The following is from the Sintes Fiberglass Designs C-Flex sheathing system website;
Each "plank" of C-Flex contains small semi-rigid rods that run lengthwise throughout the cloth. These rods allow the fiberglass to hold its form while resin is applied. This process eliminates the need for a full mold used in traditional fiberglass construction. The basic technique involves both chemically bonding and mechanically fastening the C-Flex to the wooden hull. The C-Flex is applied vertically from gunwale to keel so that the rods in the C-Flex run perpendicular to the wooden planking. The mechanical fastening is accomplished with heavy staples, and the chemical is done with an elastomeric adhesive.

The C-Flex is then saturated with resin and covered with chopped strand mat (CSM). A fairing compound is applied to the exterior, and the compound is sanded and painted.

First is that it bonds ferociously to both the C-Flex and the wooden planking.
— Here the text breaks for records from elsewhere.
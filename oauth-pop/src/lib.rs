//! # PoP - Proof-of-Possession tokens for OAuth 2.0
//!
//! This crate builds access tokens that are cryptographically bound to a key
//! held by the client, in the form accepted by Microsoft Entra ID and AKS
//! clusters (`token_type=pop`). A stolen PoP token is useless without the
//! private key that signed it.
//!
//! ## Flow
//!
//! 1. [`parse_claims`] validates the claim specification (`u=<resource>,...`).
//! 2. A [`KeyProvider`] yields the signing key, either an ephemeral software
//!    key or a pre-provisioned key in a [`HardwareKeyStore`].
//! 3. [`build_confirmation`] produces the `req_cnf` parameter sent with the
//!    token request.
//! 4. Once the identity provider has issued the access token,
//!    [`PopConfirmation::sign`] wraps it in the signed PoP token.
//! 5. [`validate_token_response`] checks the shape of a PoP token and returns
//!    the inner access token.
//!
//! ## Quick Start
//!
//! ```rust
//! use oauth_pop::{build_confirmation, parse_claims, unix_now, validate_token_response, KeyProvider};
//!
//! let claims = parse_claims("u=/subscriptions/0000/resourceGroups/rg/providers/Microsoft.ContainerService/managedClusters/aks")?;
//! let key = KeyProvider::Software.load_key()?;
//! let confirmation = build_confirmation(&claims, key, unix_now()?)?;
//!
//! // send confirmation.req_cnf() with the token request, then:
//! let pop_token = confirmation.sign("access-token-from-idp")?;
//! assert_eq!(validate_token_response(&pop_token)?, "access-token-from-idp");
//! # Ok::<(), Box<dyn std::error::Error>>(())
//! ```
//!
//! ## Algorithm Support
//!
//! PoP keys are P-256 and sign with **ES256**.

mod claims;
mod error;
mod jwk;
mod key;
mod signer;
mod thumbprint;
mod token;

pub use claims::{parse_claims, ClaimSet, RESOURCE_CLAIM};
pub use error::{ClaimsError, KeyStoreError, PopError};
pub use jwk::EcPublicJwk;
pub use key::{
    HardwareKeyStore, HardwarePopKey, KeyProvider, PopKey, SoftwarePopKey, POP_ALGORITHM,
};
pub use signer::{build_confirmation, unix_now, PopConfirmation, RESERVED_CLAIMS};
pub use thumbprint::compute_thumbprint;
pub use token::{validate_token_response, PopToken, ACCESS_TOKEN_CLAIM, POP_TOKEN_TYPE};

#[cfg(test)]
mod tests {
    use super::*;

    #[test]
    fn test_end_to_end_software_key() {
        let claims = parse_claims("u=testhost").unwrap();
        let key = KeyProvider::Software.load_key().unwrap();
        let thumbprint = key.thumbprint().to_string();

        let confirmation = build_confirmation(&claims, key, unix_now().unwrap()).unwrap();
        let token = confirmation.sign("issued-access-token").unwrap();

        assert_eq!(token.split('.').count(), 3);
        assert_eq!(
            validate_token_response(&token).unwrap(),
            "issued-access-token"
        );

        let parsed = PopToken::parse(&token).unwrap();
        assert_eq!(parsed.header()["kid"], thumbprint.as_str());
    }

    #[test]
    fn test_claims_error_is_not_a_key_failure() {
        let err = parse_claims("").unwrap_err();
        assert_eq!(err, ClaimsError::Empty);

        let pop_err = PopError::KeyUnavailable("tpm offline".into());
        assert!(pop_err.is_key_failure());
        assert!(!PopError::MissingAccessTokenClaim.is_key_failure());
    }
}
Secondly, it will bond to wet wood, treated wood, and virtually all the various types of woods used in marine planking. Add thirdly, being an elastomeric, it will stretch (300%) and compress without breaking its bond. This is essential in preventing the delamination, which might otherwise be caused by the expansion and contraction of the planking and by the “working” of the hull.
Here's a video of the procedure, the difference being that on an old wooden vessel the hull wouldn't be flipped and the C-Flex would be put on in vertical strips from gunnel to keel;


Nova Trawlers of Nova Scotia also take on and give life to old wooden hulled fishing vessels;

The* Boat* Business* Group

What be your thoughts?
 
Greetings,
Mr. MM. I like wooden boats both old and new. We had custodianship of a 34' Christ Craft for 12 years. In some ways, MUCH nicer than FRP (ride and ease of board replacement/repair to name 2) BUT, and there's always a but, one cannot be a procrastinator with a wooden boat. You have to be VERY proactive with your maintenance and address leaks and paint/coating issues properly and promptly or the dreaded rot will set in.

As far as "sheathing" wood with anything, I'm of the opinion that it is a stopgap measure at best. Yes, some owners have achieved success and continue to enjoy their vessels as a result of "sheathing" but I suspect they are in the small minority and given the $$ Mr. s mentioned to have his boat done, evidently properly, most "sheathers" only exacerbate existing rot problems by going the cheap route.

Wooden boats seem to fair much better in salt water than in fresh due to the pickling effect of the salt.
 
I watched the video and it may have been recorded about the same time the Rose was getting the C-flex. I did not own the boat at that time it was done, but the po talked to me about the process and it was very in depth. The boat has been in the water almost 50 years since this process and there is no rot. It actually insures as a fiberglass boat because of the process. I will be putting her in the yard early summer and should have some good bottom shots and the opportunity to check it out. I recently installed a float switch on the bilge pump but before that I would only turn the bilge on about once a month, all of that water cam thru a few leaks in the deck. She's tight!
 
...The boat has been in the water almost 50 years since this process and there is no rot. It actually insures as a fiberglass boat because of the process...

Good to know :thumb:

Looking forward to your report after hauling this summer.
 
Seemann is located about 5 miles from the house. I wonder if the rose was a early candidate for this system?
 
C-flex as far as I know has been around for over 40 years....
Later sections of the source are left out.